Activity ::
A verbatim reproduction of every entry is the expected answer.

------------------------------

use super::matrices::{
    faces_from_one_based, missing_pose_dirs, SmplMatrices, KEY_FACE_INDICES, KEY_JOINT_REGRESSOR, KEY_KINEMATIC_TREE, KEY_POSE_BLEND_SHAPES,
    KEY_SHAPE_BLEND_SHAPES, KEY_VERTICES_TEMPLATE, KEY_WEIGHTS,
};
use crate::common::error::Result;
use ndarray as nd;
use ndarray_npy::NpzReader;
use std::io::{Read, Seek};

/// Reads a model from an npz archive with one array per key. Float arrays may be stored
/// as f32 or f64 and index arrays as any of the common integer types.
/// # Errors
/// Fails if the archive cannot be opened or an array is missing or has an unexpected rank
pub fn read_npz<R: Read + Seek>(reader: R) -> Result<SmplMatrices> {
    let mut npz = NpzReader::new(reader)?;
    let faces = read_int::<_, nd::Ix2>(&mut npz, KEY_FACE_INDICES)?;
    let verts_template: nd::Array2<f32> = read_float(&mut npz, KEY_VERTICES_TEMPLATE)?;
    let joint_regressor: nd::Array2<f32> = read_float(&mut npz, KEY_JOINT_REGRESSOR)?;
    let has_pose_dirs = npz
        .names()?
        .iter()
        .any(|name| name.trim_end_matches(".npy") == KEY_POSE_BLEND_SHAPES);
    let pose_dirs = if has_pose_dirs {
        read_float(&mut npz, KEY_POSE_BLEND_SHAPES)?
    } else {
        missing_pose_dirs(verts_template.nrows(), joint_regressor.nrows())
    };
    Ok(SmplMatrices {
        shape_dirs: read_float(&mut npz, KEY_SHAPE_BLEND_SHAPES)?,
        pose_dirs,
        verts_template,
        joint_regressor,
        kinematic_tree: read_int(&mut npz, KEY_KINEMATIC_TREE)?,
        lbs_weights: read_float(&mut npz, KEY_WEIGHTS)?,
        faces: faces_from_one_based(faces.view())?,
    })
}

fn read_float<R: Read + Seek, D: nd::Dimension>(npz: &mut NpzReader<R>, key: &str) -> Result<nd::Array<f32, D>> {
    if let Ok(array) = npz.by_name::<nd::OwnedRepr<f32>, D>(key) {
        return Ok(array);
    }
    let array: nd::Array<f64, D> = npz.by_name(key)?;
    Ok(array.mapv(|x| x as f32))
}

fn read_int<R: Read + Seek, D: nd::Dimension>(npz: &mut NpzReader<R>, key: &str) -> Result<nd::Array<i64, D>> {
    if let Ok(array) = npz.by_name::<nd::OwnedRepr<i64>, D>(key) {
        return Ok(array);
    }
    if let Ok(array) = npz.by_name::<nd::OwnedRepr<i32>, D>(key) {
        return Ok(array.mapv(i64::from));
    }
    if let Ok(array) = npz.by_name::<nd::OwnedRepr<u32>, D>(key) {
        return Ok(array.mapv(i64::from));
    }
    //kinematic trees exported from the pickles use u64 with u32::MAX as the root parent
    let array: nd::Array<u64, D> = npz.by_name(key)?;
    Ok(array.mapv(|x| x as i64))
}

#[cfg(test)]
mod tests {
    use super::*;
    use crate::codec::matrices::tests::tiny_matrices;
    use crate::common::error::SmplError;
    use ndarray_npy::NpzWriter;
    use std::io::Cursor;

    fn write_tiny(faces_as_u32: bool) -> Vec<u8> {
        let matrices = tiny_matrices();
        let mut npz = NpzWriter::new(Cursor::new(Vec::new()));
        npz.add_array(KEY_VERTICES_TEMPLATE, &matrices.verts_template.mapv(f64::from)).unwrap();
        npz.add_array(KEY_SHAPE_BLEND_SHAPES, &matrices.shape_dirs).unwrap();
        npz.add_array(KEY_POSE_BLEND_SHAPES, &matrices.pose_dirs).unwrap();
        npz.add_array(KEY_JOINT_REGRESSOR, &matrices.joint_regressor).unwrap();
        npz.add_array(KEY_KINEMATIC_TREE, &matrices.kinematic_tree).unwrap();
        npz.add_array(KEY_WEIGHTS, &matrices.lbs_weights).unwrap();
        let one_based = matrices.faces.mapv(|f| f + 1);
        if faces_as_u32 {
            npz.add_array(KEY_FACE_INDICES, &one_based).unwrap();
        } else {
            npz.add_array(KEY_FACE_INDICES, &one_based.mapv(i64::from)).unwrap();
        }
        npz.finish().unwrap().into_inner()
    }

    #[test]
    fn test_reads_mixed_dtypes() {
        for faces_as_u32 in [true, false] {
            let matrices = read_npz(Cursor::new(write_tiny(faces_as_u32))).unwrap();
            let expected = tiny_matrices();
            assert_eq!(matrices.verts_template, expected.verts_template);
            assert_eq!(matrices.kinematic_tree, expected.kinematic_tree);
            assert_eq!(matrices.faces, expected.faces);
            assert_eq!(matrices.lbs_weights, expected.lbs_weights);
        }
    }

    #[test]
    fn test_missing_pose_basis_is_zero() {
        let matrices = tiny_matrices();
        let mut npz = NpzWriter::new(Cursor::new(Vec::new()));
        npz.add_array(KEY_VERTICES_TEMPLATE, &matrices.verts_template).unwrap();
        npz.add_array(KEY_SHAPE_BLEND_SHAPES, &matrices.shape_dirs).unwrap();
        npz.add_array(KEY_JOINT_REGRESSOR, &matrices.joint_regressor).unwrap();
        npz.add_array(KEY_KINEMATIC_TREE, &matrices.kinematic_tree).unwrap();
        npz.add_array(KEY_WEIGHTS, &matrices.lbs_weights).unwrap();
        npz.add_array(KEY_FACE_INDICES, &matrices.faces.mapv(|f| f + 1)).unwrap();
        let read = read_npz(Cursor::new(npz.finish().unwrap().into_inner())).unwrap();
        assert_eq!(read.pose_dirs, matrices.pose_dirs);
    }

    #[test]
    fn test_model_without_joints_is_rejected() {
        let mut npz = NpzWriter::new(Cursor::new(Vec::new()));
        npz.add_array(KEY_VERTICES_TEMPLATE, &nd::Array2::<f32>::zeros((1, 3))).unwrap();
        npz.add_array(KEY_SHAPE_BLEND_SHAPES, &nd::Array3::<f32>::zeros((1, 3, 1))).unwrap();
        npz.add_array(KEY_JOINT_REGRESSOR, &nd::Array2::<f32>::zeros((0, 1))).unwrap();
        npz.add_array(KEY_KINEMATIC_TREE, &nd::Array2::<i64>::zeros((2, 0))).unwrap();
        npz.add_array(KEY_WEIGHTS, &nd::Array2::<f32>::zeros((1, 0))).unwrap();
        npz.add_array(KEY_FACE_INDICES, &nd::Array2::<i64>::ones((1, 3))).unwrap();
        let dir = tempfile::tempdir().unwrap();
        let path = dir.path().join("no_joints.npz");
        std::fs::write(&path, npz.finish().unwrap().into_inner()).unwrap();

        let read = SmplMatrices::from_path(&path).unwrap();
        assert_eq!(read.num_joints(), 0);
        let built = crate::smpl::smpl_gpu::SmplGPU::<burn::backend::NdArray>::new_from_path(&path);
        assert!(matches!(built, Err(SmplError::Asset { .. })));
    }

    #[test]
    fn test_missing_array_fails() {
        let mut npz = NpzWriter::new(Cursor::new(Vec::new()));
        npz.add_array(KEY_VERTICES_TEMPLATE, &tiny_matrices().verts_template).unwrap();
        let bytes = npz.finish().unwrap().into_inner();
        assert!(matches!(read_npz(Cursor::new(bytes)), Err(SmplError::Npz(_))));
    }
}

------------------------------

Answer to the problem ::
use super::matrices::{
    faces_from_one_based, missing_pose_dirs, SmplMatrices, KEY_FACE_INDICES, KEY_JOINT_REGRESSOR, KEY_KINEMATIC_TREE, KEY_POSE_BLEND_SHAPES,
    KEY_SHAPE_BLEND_SHAPES, KEY_VERTICES_TEMPLATE, KEY_WEIGHTS,
};
use crate::common::error::Result;
use ndarray as nd;
use ndarray_npy::NpzReader;
use std::io::{Read, Seek};

/// Reads a model from an npz archive with one array per key. Float arrays may be stored
/// as f32 or f64 and index arrays as any of the common integer types.
/// # Errors
/// Fails if the archive cannot be opened or an array is missing or has an unexpected rank
pub fn read_npz<R: Read + Seek>(reader: R) -> Result<SmplMatrices> {
    let mut npz = NpzReader::new(reader)?;
    let faces = read_int::<_, nd::Ix2>(&mut npz, KEY_FACE_INDICES)?;
    let verts_template: nd::Array2<f32> = read_float(&mut npz, KEY_VERTICES_TEMPLATE)?;
    let joint_regressor: nd::Array2<f32> = read_float(&mut npz, KEY_JOINT_REGRESSOR)?;
    let has_pose_dirs = npz
        .names()?
        .iter()
        .any(|name| name.trim_end_matches(".npy") == KEY_POSE_BLEND_SHAPES);
    let pose_dirs = if has_pose_dirs {
        read_float(&mut npz, KEY_POSE_BLEND_SHAPES)?
    } else {
        missing_pose_dirs(verts_template.nrows(), joint_regressor.nrows())
    };
    Ok(SmplMatrices {
        shape_dirs: read_float(&mut npz, KEY_SHAPE_BLEND_SHAPES)?,
        pose_dirs,
        verts_template,
        joint_regressor,
        kinematic_tree: read_int(&mut npz, KEY_KINEMATIC_TREE)?,
        lbs_weights: read_float(&mut npz, KEY_WEIGHTS)?,
        faces: faces_from_one_based(faces.view())?,
    })
}

fn read_float<R: Read + Seek, D: nd::Dimension>(npz: &mut NpzReader<R>, key: &str) -> Result<nd::Array<f32, D>> {
    if let Ok(array) = npz.by_name::<nd::OwnedRepr<f32>, D>(key) {
        return Ok(array);
    }
    let array: nd::Array<f64, D> = npz.by_name(key)?;
    Ok(array.mapv(|x| x as f32))
}

fn read_int<R: Read + Seek, D: nd::Dimension>(npz: &mut NpzReader<R>, key: &str) -> Result<nd::Array<i64, D>> {
    if let Ok(array) = npz.by_name::<nd::OwnedRepr<i64>, D>(key) {
        return Ok(array);
    }
    if let Ok(array) = npz.by_name::<nd::OwnedRepr<i32>, D>(key) {
        return Ok(array.mapv(i64::from));
    }
    if let Ok(array) = npz.by_name::<nd::OwnedRepr<u32>, D>(key) {
        return Ok(array.mapv(i64::from));
    }
    //kinematic trees exported from the pickles use u64 with u32::MAX as the root parent
    let array: nd::Array<u64, D> = npz.by_name(key)?;
    Ok(array.mapv(|x| x as i64))
}

#[cfg(test)]
mod tests {
    use super::*;
    use crate::codec::matrices::tests::tiny_matrices;
    use crate::common::error::SmplError;
    use ndarray_npy::NpzWriter;
    use std::io::Cursor;

    fn write_tiny(faces_as_u32: bool) -> Vec<u8> {
        let matrices = tiny_matrices();
        let mut npz = NpzWriter::new(Cursor::new(Vec::new()));
        npz.add_array(KEY_VERTICES_TEMPLATE, &matrices.verts_template.mapv(f64::from)).unwrap();
        npz.add_array(KEY_SHAPE_BLEND_SHAPES, &matrices.shape_dirs).unwrap();
        npz.add_array(KEY_POSE_BLEND_SHAPES, &matrices.pose_dirs).unwrap();
        npz.add_array(KEY_JOINT_REGRESSOR, &matrices.joint_regressor).unwrap();
        npz.add_array(KEY_KINEMATIC_TREE, &matrices.kinematic_tree).unwrap();
        npz.add_array(KEY_WEIGHTS, &matrices.lbs_weights).unwrap();
        let one_based = matrices.faces.mapv(|f| f + 1);
        if faces_as_u32 {
            npz.add_array(KEY_FACE_INDICES, &one_based).unwrap();
        } else {
            npz.add_array(KEY_FACE_INDICES, &one_based.mapv(i64::from)).unwrap();
        }
        npz.finish().unwrap().into_inner()
    }

    #[test]
    fn test_reads_mixed_dtypes() {
        for faces_as_u32 in [true, false] {
            let matrices = read_npz(Cursor::new(write_tiny(faces_as_u32))).unwrap();
            let expected = tiny_matrices();
            assert_eq!(matrices.verts_template, expected.verts_template);
            assert_eq!(matrices.kinematic_tree, expected.kinematic_tree);
            assert_eq!(matrices.faces, expected.faces);
            assert_eq!(matrices.lbs_weights, expected.lbs_weights);
        }
    }

    #[test]
    fn test_missing_pose_basis_is_zero() {
        let matrices = tiny_matrices();
        let mut npz = NpzWriter::new(Cursor::new(Vec::new()));
        npz.add_array(KEY_VERTICES_TEMPLATE, &matrices.verts_template).unwrap();
        npz.add_array(KEY_SHAPE_BLEND_SHAPES, &matrices.shape_dirs).unwrap();
        npz.add_array(KEY_JOINT_REGRESSOR, &matrices.joint_regressor).unwrap();
        npz.add_array(KEY_KINEMATIC_TREE, &matrices.kinematic_tree).unwrap();
        npz.add_array(KEY_WEIGHTS, &matrices.lbs_weights).unwrap();
        npz.add_array(KEY_FACE_INDICES, &matrices.faces.mapv(|f| f + 1)).unwrap();
        let read = read_npz(Cursor::new(npz.finish().unwrap().into_inner())).unwrap();
        assert_eq!(read.pose_dirs, matrices.pose_dirs);
    }

    #[test]
    fn test_model_without_joints_is_rejected() {
        let mut npz = NpzWriter::new(Cursor::new(Vec::new()));
        npz.add_array(KEY_VERTICES_TEMPLATE, &nd::Array2::<f32>::zeros((1, 3))).unwrap();
        npz.add_array(KEY_SHAPE_BLEND_SHAPES, &nd::Array3::<f32>::zeros((1, 3, 1))).unwrap();
        npz.add_array(KEY_JOINT_REGRESSOR, &nd::Array2::<f32>::zeros((0, 1))).unwrap();
        npz.add_array(KEY_KINEMATIC_TREE, &nd::Array2::<i64>::zeros((2, 0))).unwrap();
        npz.add_array(KEY_WEIGHTS, &nd::Array2::<f32>::zeros((1, 0))).unwrap();
        npz.add_array(KEY_FACE_INDICES, &nd::Array2::<i64>::ones((1, 3))).unwrap();
        let dir = tempfile::tempdir().unwrap();
        let path = dir.path().join("no_joints.npz");
        std::fs::write(&path, npz.finish().unwrap().into_inner()).unwrap();

        let read = SmplMatrices::from_path(&path).unwrap();
        assert_eq!(read.num_joints(), 0);
        let built = crate::smpl::smpl_gpu::SmplGPU::<burn::backend::NdArray>::new_from_path(&path);
        assert!(matches!(built, Err(SmplError::Asset { .. })));
    }

    #[test]
    fn test_missing_array_fails() {
        let mut npz = NpzWriter::new(Cursor::new(Vec::new()));
        npz.add_array(KEY_VERTICES_TEMPLATE, &tiny_matrices().verts_template).unwrap();
        let bytes = npz.finish().unwrap().into_inner();
        assert!(matches!(read_npz(Cursor::new(bytes)), Err(SmplError::Npz(_))));
    }
}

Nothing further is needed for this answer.